Muskelaufbau ist schwer, besonders wenn man in die 40er und 50er Jahre kommt. Fitness-Enthusiasten scheinen auf der ewigen Jagd nach Tipps und Tricks zu sein, wie man „straffer wird“, „abnimmt“ oder „zulegt“. Zum Glück für alle Fitnessbegeisterten bietet Aaptiv Dutzende von Krafttrainingsübungen, die Ihnen helfen, schlank auszusehen. Eine missverstandene Technik des Gewichthebens ist das Training bis zum Muskelversagen. Das Training bis zum Versagen erfolgt beim Heben von Gewichten, egal ob sie leicht, mittelschwer oder schwer sind. Das Ziel ist in der Regel, während eines Krafttrainings, das mehr auf Ästhetik als auf Sport ausgerichtet ist, Muskeln aufzubauen. Laut Joel Seedman, Ph. D., CSCS und Trainingsphysiologe bei Advanced Human Performance in Atlanta, Georgia, gibt es zwei Definitionen von Muskelversagen.
Technisches Versagen
„Technisches Versagen tritt normalerweise bei zusammengesetzten Übungen auf, wenn die Person die Bewegung nicht mehr mit der richtigen Technik ausführen kann“, sagt Seedman. „Vollständiges Versagen tritt bei Isolationsübungen auf, bei denen man Drop-Sets oder Teilwiederholungen ausführt, bis man die Last überhaupt nicht mehr heben kann.“
Seedman sagt, dass technisches Versagen beim Bankdrücken mit Lang- oder Kurzhanteln auftreten kann, wo die Wiederholung nicht mehr langsam und kontrolliert aussieht, sondern schnell von der Brust abprallt. Es kann auch vorkommen, dass eine Seite zuerst nach oben drückt, was zu einem asymmetrischen Heben führt. Die Person fängt vielleicht an, auf der Bank zu wackeln, hebt die Hüfte von der Bank oder wölbt den Rücken, um die Wiederholungen in ihrem Satz zu schaffen. Ein weiteres Beispiel ist die Kniebeuge mit der Langhantel – die Person erreicht möglicherweise nicht die gleiche Tiefe, während sie weiter ermüdet, die Knie können einknicken oder die Wirbelsäule kann sich nach vorne biegen; dies sind verräterische Anzeichen für technisches Versagen beim Heben von Gewichten. Seedman empfiehlt, zusammengesetzte Gewichte wie Kniebeugen, Bankdrücken und Kreuzheben bis zum Punkt des technischen Versagens auszuführen, nicht darüber hinaus.
Vollständiges Versagen
Vollständiges Versagen wird bei Isolationsbewegungen wie Kurzhantel- oder Langhantel-Bizepscurl verwendet.
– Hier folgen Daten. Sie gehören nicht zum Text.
//! Registry adapters for fetching package version information
//!
//! This module provides:
//! - HTTP client shared foundation with retry logic
//! - npm Registry adapter
//! - PyPI JSON API adapter
//! - crates.io API adapter
//! - Go Module Proxy adapter
//! - RubyGems API adapter
//! - Packagist metadata adapter

mod client;
mod crates_io;
mod go_proxy;
mod npm;
mod packagist;
mod pypi;
mod rubygems;

pub use client::{HttpClient, RequestOptions};
pub use crates_io::CratesIoAdapter;
pub use go_proxy::GoProxyAdapter;
pub use npm::NpmAdapter;
pub use packagist::PackagistAdapter;
pub use pypi::PyPIAdapter;
pub use rubygems::RubyGemsAdapter;

use crate::domain::{Credentials, Ecosystem};
use crate::error::RegistryError;
use crate::update::VersionInfo;
use async_trait::async_trait;

/// Trait for registry adapters
#[async_trait]
pub trait RegistryAdapter: Send + Sync {
    /// Get the ecosystem this adapter handles
    fn ecosystem(&self) -> Ecosystem;

    /// Get the registry name
    fn registry_name(&self) -> &'static str {
        RegistryError::registry_name(self.ecosystem())
    }

    /// Fetch available versions for a package, sorted ascending
    async fn fetch_versions(
        &self,
        package: &str,
        credentials: &Credentials,
    ) -> Result<Vec<VersionInfo>, RegistryError>;
}

/// Create a registry adapter for the given ecosystem
pub fn create_adapter(ecosystem: Ecosystem, client: HttpClient) -> Option<Box<dyn RegistryAdapter>> {
    match ecosystem {
        Ecosystem::NpmAndYarn => Some(Box::new(NpmAdapter::new(client))),
        Ecosystem::Pip => Some(Box::new(PyPIAdapter::new(client))),
        Ecosystem::Cargo => Some(Box::new(CratesIoAdapter::new(client))),
        Ecosystem::GoModules => Some(Box::new(GoProxyAdapter::new(client))),
        Ecosystem::Bundler => Some(Box::new(RubyGemsAdapter::new(client))),
        Ecosystem::Composer => Some(Box::new(PackagistAdapter::new(client))),
        _ => None,
    }
}
//! Fetching dependency files from the repository
//!
//! This module provides:
//! - The `FileFetcher` trait the orchestrator reads manifests through
//! - A GitHub fetcher using the REST contents API
//! - A CodeCommit fetcher using the AWS SDK
//! - A local fetcher reading a working tree

mod codecommit;
mod github;
mod local;

pub use codecommit::{connect as connect_codecommit, CodecommitFetcher};
pub use github::{api_base, GithubFetcher};
pub use local::{LocalFetcher, UNVERSIONED};

use crate::domain::{Credentials, DependencySource, FetchedFiles, FileLayout};
use crate::error::SourceError;
use async_trait::async_trait;

/// Trait for reading an ecosystem's dependency files
#[async_trait]
pub trait FileFetcher: Send + Sync {
    /// Fetch the layout's files from the source directory
    ///
    /// The manifest is required; optional files are included when present.
    /// All files are read at the same commit.
    async fn fetch(
        &self,
        source: &DependencySource,
        layout: &FileLayout,
        credentials: &Credentials,
    ) -> Result<FetchedFiles, SourceError>;
}
//! Dependency information structures

use super::{Ecosystem, VersionSpec};
use serde::{Deserialize, Serialize};
use std::fmt;

/// A package dependency found in a manifest or lockfile
#[derive(Debug, Clone, PartialEq, Eq, Serialize, Deserialize)]
pub struct Dependency {
    /// Package name
    pub name: String,
    /// Resolved version from the lockfile, if any
    #[serde(skip_serializing_if = "Option::is_none")]
    pub version: Option<String>,
    /// Requirement as written in the manifest; transitive dependencies have none
    #[serde(skip_serializing_if = "Option::is_none")]
    pub requirement: Option<VersionSpec>,
    /// Whether the dependency is declared directly in a manifest
    pub top_level: bool,
    /// The ecosystem this dependency belongs to
    pub ecosystem: Ecosystem,
    /// Whether this is a development dependency
    pub is_dev: bool,
    /// Name of the manifest declaring the dependency
    #[serde(skip_serializing_if = "Option::is_none")]
    pub manifest: Option<String>,
}

impl Dependency {
    /// Creates a top-level dependency declared in `manifest`
    pub fn declared(
        name: impl Into<String>,
        requirement: VersionSpec,
        ecosystem: Ecosystem,
        manifest: impl Into<String>,
    ) -> Self {
        Self {
            name: name.into(),
            version: None,
            requirement: Some(requirement),
            top_level: true,
            ecosystem,
            is_dev: false,
            manifest: Some(manifest.into()),
        }
    }

    /// Creates a transitive dependency known only from the lockfile
    pub fn transitive(name: impl Into<String>, version: impl Into<String>, ecosystem: Ecosystem) -> Self {
        Self {
            name: name.into(),
            version: Some(version.into()),
            requirement: None,
            top_level: false,
            ecosystem,
            is_dev: false,
            manifest: None,
        }
    }

    /// Marks the dependency as a development dependency (builder pattern)
    pub fn dev(mut self) -> Self {
        self.is_dev = true;
        self
    }

    /// Sets the resolved version (builder pattern)
    pub fn with_version(mut self, version: impl Into<String>) -> Self {
        self.version = Some(version.into());
        self
    }

    /// Returns the version to display: resolved if known, else the written one
    pub fn display_version(&self) -> Option<&str> {
        self.version.as_deref().or_else(|| {
            self.requirement
                .as_ref()
                .map(|r| r.version.as_str())
                .filter(|v| !v.is_empty())
        })
    }
}

impl fmt::Display for Dependency {
    fn fmt(&self, f: &mut fmt::Formatter<'_>) -> fmt::Result {
        let dev_marker = if self.is_dev { " (dev)" } else { "" };
        write!(
            f,
            "{}@{}{} [{}]",
            self.name,
            self.display_version().unwrap_or("unknown"),
            dev_marker,
            self.ecosystem
        )
    }
}

#[cfg(test)]
mod tests {
    use super::*;
    use crate::domain::VersionSpecKind;

    fn caret(version: &str) -> VersionSpec {
        VersionSpec::new(VersionSpecKind::Caret, format!("^{version}"), version).with_prefix("^")
    }

    #[test]
    fn test_declared_dependency() {
        let dep = Dependency::declared("foo", caret("1.2.0"), Ecosystem::NpmAndYarn, "package.json");
        assert!(dep.top_level);
        assert!(!dep.is_dev);
        assert_eq!(dep.manifest.as_deref(), Some("package.json"));
        assert_eq!(dep.version, None);
    }

    #[test]
    fn test_transitive_dependency() {
        let dep = Dependency::transitive("ms", "2.1.3", Ecosystem::NpmAndYarn);
        assert!(!dep.top_level);
        assert!(dep.requirement.is_none());
        assert_eq!(dep.display_version(), Some("2.1.3"));
    }

    #[test]
    fn test_display_version_prefers_resolved() {
        let dep = Dependency::declared("foo", caret("1.2.0"), Ecosystem::NpmAndYarn, "package.json")
            .with_version("1.2.4");
        assert_eq!(dep.display_version(), Some("1.2.4"));
    }

    #[test]
    fn test_display_version_without_any_version() {
        let dep = Dependency::declared("rails", VersionSpec::any(), Ecosystem::Bundler, "Gemfile");
        assert_eq!(dep.display_version(), None);
        assert_eq!(dep.to_string(), "rails@unknown [bundler]");
    }

    #[test]
    fn test_dependency_display() {
        let dep = Dependency::declared("jest", caret("29.0.0"), Ecosystem::NpmAndYarn, "package.json")
            .dev();
        assert_eq!(dep.to_string(), "jest@29.0.0 (dev) [npm_and_yarn]");
    }
}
„Angenommen, jemand verwendet eine 100-Pfund-Hantel für sechs bis sieben Wiederholungen, verringert dann das Gewicht auf 60 Pfund und macht fünf bis sechs Wiederholungen, dann sinkt das Gewicht auf 40 Pfund und macht acht bis zehn Wiederholungen“, sagt Seedman. „Nach dem letzten Satz mit dem leichten Gewicht sollten sie nicht mehr in der Lage sein, die Arme zu heben. Sie haben nichts mehr übrig, selbst wenn sie die Form verletzen und schummeln würden, würden sie das Gewicht NICHT mehr hochbekommen. Es kann sein, dass sich so viele Wasserstoffionen und Milchsäure angesammelt haben, dass die Muskeln ohne eine kleine Pause nicht mehr so funktionieren können, wie sie es müssten.“
Aber warum sollte jemand diese beiden Techniken in seinem Training wieder verwenden? Nun, es würde Sinn machen, wenn das Ziel darin besteht, Muskeln aufzubauen. Werfen wir einen Blick darauf, was die Forschung über das Training bis zum Muskelversagen sagt.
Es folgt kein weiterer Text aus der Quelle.